//! Acquisition flow: cache check, bounded download, extraction

use std::path::{Path, PathBuf};
use std::sync::atomic::{AtomicBool, Ordering};

use log::{debug, error, info, warn};
use tempfile::{NamedTempFile, TempPath};
use tokio::sync::mpsc;

use super::error::{AcquisitionError, DownloadError, UnsupportedPlatformError};
use super::extract::install_binary;
use super::fetch::fetch_archive;
use super::locate::{ArtifactLocator, ArtifactRequest, Located};
use crate::config::ReleaseConfig;

/// Where an acquisition currently stands
///
/// `NotChecked → (CacheHit | NeedsDownload → Downloading → Downloaded →
/// Extracting → Installed)`, with `Failed` reachable from any step. Nothing
/// is retried automatically.
#[derive(Debug, Clone, PartialEq, Eq)]
pub enum AcquisitionState {
    NotChecked,
    CacheHit,
    NeedsDownload,
    Downloading,
    Downloaded,
    Extracting,
    Installed,
    Failed(String),
}

/// Result of a best-effort acquisition
#[derive(Debug)]
pub enum AcquisitionOutcome {
    /// Binary is available at this path
    Ready(PathBuf),
    /// Download or extraction failed; the caller may carry on without a binary
    Skipped(AcquisitionError),
}

/// Runs the locate → fetch → install flow for one request at a time
pub struct Acquirer {
    locator: ArtifactLocator,
    progress_tx: Option<mpsc::Sender<AcquisitionState>>,
    progress_disabled: AtomicBool,
}

impl Acquirer {
    pub fn new(config: &ReleaseConfig) -> Self {
        Self {
            locator: ArtifactLocator::new(config),
            progress_tx: None,
            progress_disabled: AtomicBool::new(false),
        }
    }

    /// Report every state transition on `tx` (best effort, never blocks)
    pub fn with_progress(mut self, tx: mpsc::Sender<AcquisitionState>) -> Self {
        self.progress_tx = Some(tx);
        self
    }

    fn report(&self, state: AcquisitionState) {
        let Some(tx) = &self.progress_tx else {
            return;
        };
        if self.progress_disabled.load(Ordering::Relaxed) {
            return;
        }
        if let Err(e) = tx.try_send(state)
            && matches!(e, mpsc::error::TrySendError::Closed(_))
        {
            warn!("Progress channel closed, continuing acquisition without updates");
            self.progress_disabled.store(true, Ordering::Relaxed);
        }
    }

    /// Make sure the requested binary is installed and return its path
    ///
    /// A binary already present in the cache is returned without any network
    /// access, whatever version it is.
    pub async fn acquire(&self, request: &ArtifactRequest) -> Result<PathBuf, AcquisitionError> {
        self.report(AcquisitionState::NotChecked);
        let result = self.run(request).await;
        if let Err(e) = &result {
            self.report(AcquisitionState::Failed(e.to_string()));
        }
        result
    }

    async fn run(&self, request: &ArtifactRequest) -> Result<PathBuf, AcquisitionError> {
        let (url, version, staging_path, final_path) = match self.locator.locate(request)? {
            Located::Cached(binary) => {
                self.report(AcquisitionState::CacheHit);
                return Ok(binary.path);
            }
            Located::NeedsDownload {
                url,
                version,
                staging_path,
                final_path,
            } => (url, version, staging_path, final_path),
        };
        self.report(AcquisitionState::NeedsDownload);

        info!("Downloading xray {} for {}...", version, request.platform);
        self.report(AcquisitionState::Downloading);
        let staged = reserve_staging(&staging_path).await?;
        let bytes = fetch_archive(
            &url,
            &staged,
            request.total_timeout,
            request.max_attempt_latency,
        )
        .await?;
        info!("Downloaded xray archive ({} bytes)", bytes);
        self.report(AcquisitionState::Downloaded);

        self.report(AcquisitionState::Extracting);
        let archive = staged.to_path_buf();
        let platform = request.platform.clone();
        let installed =
            tokio::task::spawn_blocking(move || install_binary(&archive, &platform, &final_path))
                .await??;

        self.report(AcquisitionState::Installed);
        Ok(installed)
    }

    /// Like [`Acquirer::acquire`], but download and extraction failures are
    /// returned as [`AcquisitionOutcome::Skipped`] instead of an error
    ///
    /// An unsupported platform is still an error: there is nothing to retry.
    pub async fn acquire_best_effort(
        &self,
        request: &ArtifactRequest,
    ) -> Result<AcquisitionOutcome, UnsupportedPlatformError> {
        match self.acquire(request).await {
            Ok(path) => Ok(AcquisitionOutcome::Ready(path)),
            Err(AcquisitionError::UnsupportedPlatform(e)) => Err(e),
            Err(e) => {
                error!("Failed to acquire xray for {}: {}", request.platform, e);
                Ok(AcquisitionOutcome::Skipped(e))
            }
        }
    }
}

/// Reserve an archive file next to `staging_path` that belongs to this acquisition only
///
/// Concurrent acquisitions of the same platform each get their own file. It is
/// removed when the returned path is dropped, whether the install succeeded,
/// failed, or the future was cancelled.
async fn reserve_staging(staging_path: &Path) -> Result<TempPath, DownloadError> {
    let io_err = |e: std::io::Error| DownloadError::Io {
        path: staging_path.to_path_buf(),
        source: e,
    };

    let staging_dir = staging_path
        .parent()
        .filter(|p| !p.as_os_str().is_empty())
        .unwrap_or(Path::new("."));
    tokio::fs::create_dir_all(staging_dir).await.map_err(io_err)?;

    let prefix = staging_path
        .file_stem()
        .map(|stem| format!("{}.", stem.to_string_lossy()))
        .unwrap_or_default();
    let staged = tempfile::Builder::new()
        .prefix(&prefix)
        .suffix(".zip")
        .tempfile_in(staging_dir)
        .map(NamedTempFile::into_temp_path)
        .map_err(io_err)?;
    debug!("Staging archive at {}", staged.display());
    Ok(staged)
}
//! Xray binary extraction from a release ZIP archive

use std::fs::File;
use std::io;
use std::path::{Path, PathBuf};

use log::info;
use tempfile::NamedTempFile;
use zip::ZipArchive;
use zip::result::ZipError;

use super::error::ExtractionError;
use super::platform::PlatformDescriptor;

/// owner rwx, group rwx, others r-x
#[cfg(unix)]
const BINARY_MODE: u32 = 0o775;

/// Extract the platform's executable from `archive_path` and install it at `final_path`
///
/// Only the single top-level entry named by [`PlatformDescriptor::archive_entry`]
/// is considered. The binary is written next to `final_path`, made executable,
/// then renamed over it, so repeating the call simply replaces the file and a
/// concurrent reader never sees a partial binary.
pub fn install_binary(
    archive_path: &Path,
    platform: &PlatformDescriptor,
    final_path: &Path,
) -> Result<PathBuf, ExtractionError> {
    let corrupt = |reason: String| ExtractionError::CorruptArchive {
        archive: archive_path.to_path_buf(),
        reason,
    };
    let write_err = |e: io::Error| ExtractionError::Io {
        path: final_path.to_path_buf(),
        source: e,
    };

    let zip_file = File::open(archive_path).map_err(|e| ExtractionError::Io {
        path: archive_path.to_path_buf(),
        source: e,
    })?;
    let mut archive = ZipArchive::new(zip_file).map_err(|e| corrupt(e.to_string()))?;

    let entry_name = platform.archive_entry();
    let mut entry = match archive.by_name(entry_name) {
        Ok(entry) => entry,
        Err(ZipError::FileNotFound) => {
            return Err(ExtractionError::MissingEntry {
                archive: archive_path.to_path_buf(),
                entry: entry_name.to_string(),
            });
        }
        Err(e) => return Err(corrupt(e.to_string())),
    };

    let install_dir = final_path
        .parent()
        .filter(|p| !p.as_os_str().is_empty())
        .unwrap_or(Path::new("."));
    std::fs::create_dir_all(install_dir).map_err(write_err)?;

    let mut staged = NamedTempFile::new_in(install_dir).map_err(write_err)?;
    // A truncated or badly compressed entry surfaces here, not when opening the archive.
    io::copy(&mut entry, staged.as_file_mut()).map_err(|e| match e.kind() {
        io::ErrorKind::InvalidData | io::ErrorKind::UnexpectedEof => corrupt(e.to_string()),
        _ => write_err(e),
    })?;
    staged.as_file().sync_all().map_err(write_err)?;

    #[cfg(unix)]
    {
        use std::os::unix::fs::PermissionsExt;
        std::fs::set_permissions(staged.path(), std::fs::Permissions::from_mode(BINARY_MODE))
            .map_err(write_err)?;
    }

    staged.persist(final_path).map_err(|e| write_err(e.error))?;
    info!("Installed xray for {} at {}", platform, final_path.display());
    Ok(final_path.to_path_buf())
}
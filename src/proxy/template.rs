//! Proxy (xray/v2ray) config generation from a placeholder template

use std::fs;
use std::path::{Path, PathBuf};

use anyhow::{Context, Result};

/// Values substituted into a proxy config template
#[derive(Debug, Clone)]
pub struct ProxyParams {
    /// Edge address under test, replaces `IP.IP.IP.IP`
    pub edge_ip: String,
    /// Local inbound port, replaces `PORTPORT`
    pub local_port: u16,
    /// Remote port on the edge, replaces `CFPORTCFPORT`
    pub remote_port: u16,
    /// Client id, replaces `IDID`
    pub user_id: String,
    /// Websocket `Host` header, replaces `HOSTHOST`
    pub ws_header_host: String,
    /// Websocket path, replaces `ENDPOINTENDPOINT`
    pub ws_header_path: String,
    /// TLS server name, replaces `RANDOMHOST`
    pub sni: String,
}

/// Fill every placeholder of `template`
pub fn render_config(template: &str, params: &ProxyParams) -> String {
    template
        .replace("PORTPORT", &params.local_port.to_string())
        .replace("IP.IP.IP.IP", &params.edge_ip)
        .replace("CFPORTCFPORT", &params.remote_port.to_string())
        .replace("IDID", &params.user_id)
        .replace("HOSTHOST", &params.ws_header_host)
        .replace("ENDPOINTENDPOINT", &params.ws_header_path)
        .replace("RANDOMHOST", &params.sni)
}

/// Render `template` and write it to `<config_dir>/config-<edge_ip>.json`
pub fn write_config(template: &str, params: &ProxyParams, config_dir: &Path) -> Result<PathBuf> {
    fs::create_dir_all(config_dir)
        .with_context(|| format!("Failed to create config dir {}", config_dir.display()))?;

    // IPv6 colons are not valid in Windows file names
    let file_name = format!("config-{}.json", params.edge_ip.replace(':', "_"));
    let config_path = config_dir.join(file_name);
    fs::write(&config_path, render_config(template, params))
        .with_context(|| format!("Failed to write proxy config {}", config_path.display()))?;

    Ok(config_path)
}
§
Exercise goal - Proceeding from the line containing "and write it" through the line containing "fs::write(&config_path, render_config(template, params))", transcribe the lines above exactly, both end lines included.

Your response -
/// Render `template` and write it to `<config_dir>/config-<edge_ip>.json`
pub fn write_config(template: &str, params: &ProxyParams, config_dir: &Path) -> Result<PathBuf> {
    fs::create_dir_all(config_dir)
        .with_context(|| format!("Failed to create config dir {}", config_dir.display()))?;

    // IPv6 colons are not valid in Windows file names
    let file_name = format!("config-{}.json", params.edge_ip.replace(':', "_"));
    let config_path = config_dir.join(file_name);
    fs::write(&config_path, render_config(template, params))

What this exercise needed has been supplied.